SUPPLIED INFORMATION:
..........
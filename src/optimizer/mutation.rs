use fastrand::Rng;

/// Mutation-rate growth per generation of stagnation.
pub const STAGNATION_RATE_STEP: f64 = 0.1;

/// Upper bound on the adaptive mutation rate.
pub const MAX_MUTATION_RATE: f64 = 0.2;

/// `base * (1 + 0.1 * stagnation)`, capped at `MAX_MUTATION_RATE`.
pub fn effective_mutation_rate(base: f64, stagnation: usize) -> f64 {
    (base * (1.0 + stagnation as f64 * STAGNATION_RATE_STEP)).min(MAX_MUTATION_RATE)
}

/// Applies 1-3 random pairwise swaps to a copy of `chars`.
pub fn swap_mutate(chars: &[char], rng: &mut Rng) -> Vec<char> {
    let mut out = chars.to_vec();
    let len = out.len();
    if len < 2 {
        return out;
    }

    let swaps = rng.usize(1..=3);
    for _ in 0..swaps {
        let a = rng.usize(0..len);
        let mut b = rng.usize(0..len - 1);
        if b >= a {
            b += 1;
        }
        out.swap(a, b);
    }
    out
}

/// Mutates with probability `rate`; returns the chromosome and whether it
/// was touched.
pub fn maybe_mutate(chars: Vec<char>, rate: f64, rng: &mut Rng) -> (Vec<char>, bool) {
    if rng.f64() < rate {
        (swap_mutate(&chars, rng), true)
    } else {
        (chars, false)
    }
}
..........
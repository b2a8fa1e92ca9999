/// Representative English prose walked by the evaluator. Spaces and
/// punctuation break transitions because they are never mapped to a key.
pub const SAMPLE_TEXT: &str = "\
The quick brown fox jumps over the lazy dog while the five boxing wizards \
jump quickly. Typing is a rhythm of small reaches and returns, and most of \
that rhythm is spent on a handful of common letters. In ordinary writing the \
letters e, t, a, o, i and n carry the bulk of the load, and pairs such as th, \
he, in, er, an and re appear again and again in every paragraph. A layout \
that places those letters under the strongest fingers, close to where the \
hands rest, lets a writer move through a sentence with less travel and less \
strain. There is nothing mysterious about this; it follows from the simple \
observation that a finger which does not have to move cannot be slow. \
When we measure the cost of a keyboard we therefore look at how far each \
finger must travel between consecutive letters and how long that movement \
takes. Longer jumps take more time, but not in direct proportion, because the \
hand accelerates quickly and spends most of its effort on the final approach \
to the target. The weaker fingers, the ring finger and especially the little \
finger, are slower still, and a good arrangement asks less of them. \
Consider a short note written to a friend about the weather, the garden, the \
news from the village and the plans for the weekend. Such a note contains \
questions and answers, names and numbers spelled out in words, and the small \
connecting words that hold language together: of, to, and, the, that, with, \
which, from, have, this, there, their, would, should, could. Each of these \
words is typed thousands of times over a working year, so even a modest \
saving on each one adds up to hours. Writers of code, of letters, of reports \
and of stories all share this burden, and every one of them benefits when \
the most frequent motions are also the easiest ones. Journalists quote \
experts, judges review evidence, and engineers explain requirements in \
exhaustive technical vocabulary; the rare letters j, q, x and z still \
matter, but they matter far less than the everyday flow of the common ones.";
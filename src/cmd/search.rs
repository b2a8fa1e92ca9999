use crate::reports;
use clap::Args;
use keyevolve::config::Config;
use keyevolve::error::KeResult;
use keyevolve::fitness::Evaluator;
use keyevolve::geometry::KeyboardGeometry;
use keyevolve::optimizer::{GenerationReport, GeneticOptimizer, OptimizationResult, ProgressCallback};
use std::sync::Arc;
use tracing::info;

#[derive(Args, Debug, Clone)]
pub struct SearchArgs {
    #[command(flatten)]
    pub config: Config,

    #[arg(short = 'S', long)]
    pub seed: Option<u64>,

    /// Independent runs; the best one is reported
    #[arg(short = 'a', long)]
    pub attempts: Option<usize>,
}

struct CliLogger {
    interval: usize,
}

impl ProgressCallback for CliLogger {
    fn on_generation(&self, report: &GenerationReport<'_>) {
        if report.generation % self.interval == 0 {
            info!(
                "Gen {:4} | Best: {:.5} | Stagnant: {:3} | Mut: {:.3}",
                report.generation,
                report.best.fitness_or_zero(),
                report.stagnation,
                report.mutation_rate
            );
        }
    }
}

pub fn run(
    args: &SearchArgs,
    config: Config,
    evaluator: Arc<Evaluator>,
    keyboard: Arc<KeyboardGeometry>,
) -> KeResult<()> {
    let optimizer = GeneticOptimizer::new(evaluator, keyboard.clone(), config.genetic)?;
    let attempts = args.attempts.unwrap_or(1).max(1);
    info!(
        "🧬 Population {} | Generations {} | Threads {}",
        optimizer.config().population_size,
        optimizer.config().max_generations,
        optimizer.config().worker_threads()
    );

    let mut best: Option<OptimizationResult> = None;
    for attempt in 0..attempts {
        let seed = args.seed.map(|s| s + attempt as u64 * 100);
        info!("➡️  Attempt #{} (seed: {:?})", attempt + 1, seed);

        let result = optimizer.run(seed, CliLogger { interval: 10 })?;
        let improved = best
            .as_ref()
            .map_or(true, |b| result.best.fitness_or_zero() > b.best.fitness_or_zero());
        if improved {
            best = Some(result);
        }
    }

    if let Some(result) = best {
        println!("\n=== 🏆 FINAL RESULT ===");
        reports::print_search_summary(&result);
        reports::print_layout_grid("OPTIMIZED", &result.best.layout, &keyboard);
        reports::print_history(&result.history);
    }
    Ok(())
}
..........
TASK TO CARRY OUT: Give back, word for word, only the lines above from the line holding "use clap::Args;" to the line holding "#[arg(short = 'a', long)]", both included.

PROBLEM SOLUTION:
use clap::Args;
use keyevolve::config::Config;
use keyevolve::error::KeResult;
use keyevolve::fitness::Evaluator;
use keyevolve::geometry::KeyboardGeometry;
use keyevolve::optimizer::{GenerationReport, GeneticOptimizer, OptimizationResult, ProgressCallback};
use std::sync::Arc;
use tracing::info;

#[derive(Args, Debug, Clone)]
pub struct SearchArgs {
    #[command(flatten)]
    pub config: Config,

    #[arg(short = 'S', long)]
    pub seed: Option<u64>,

    /// Independent runs; the best one is reported
    #[arg(short = 'a', long)]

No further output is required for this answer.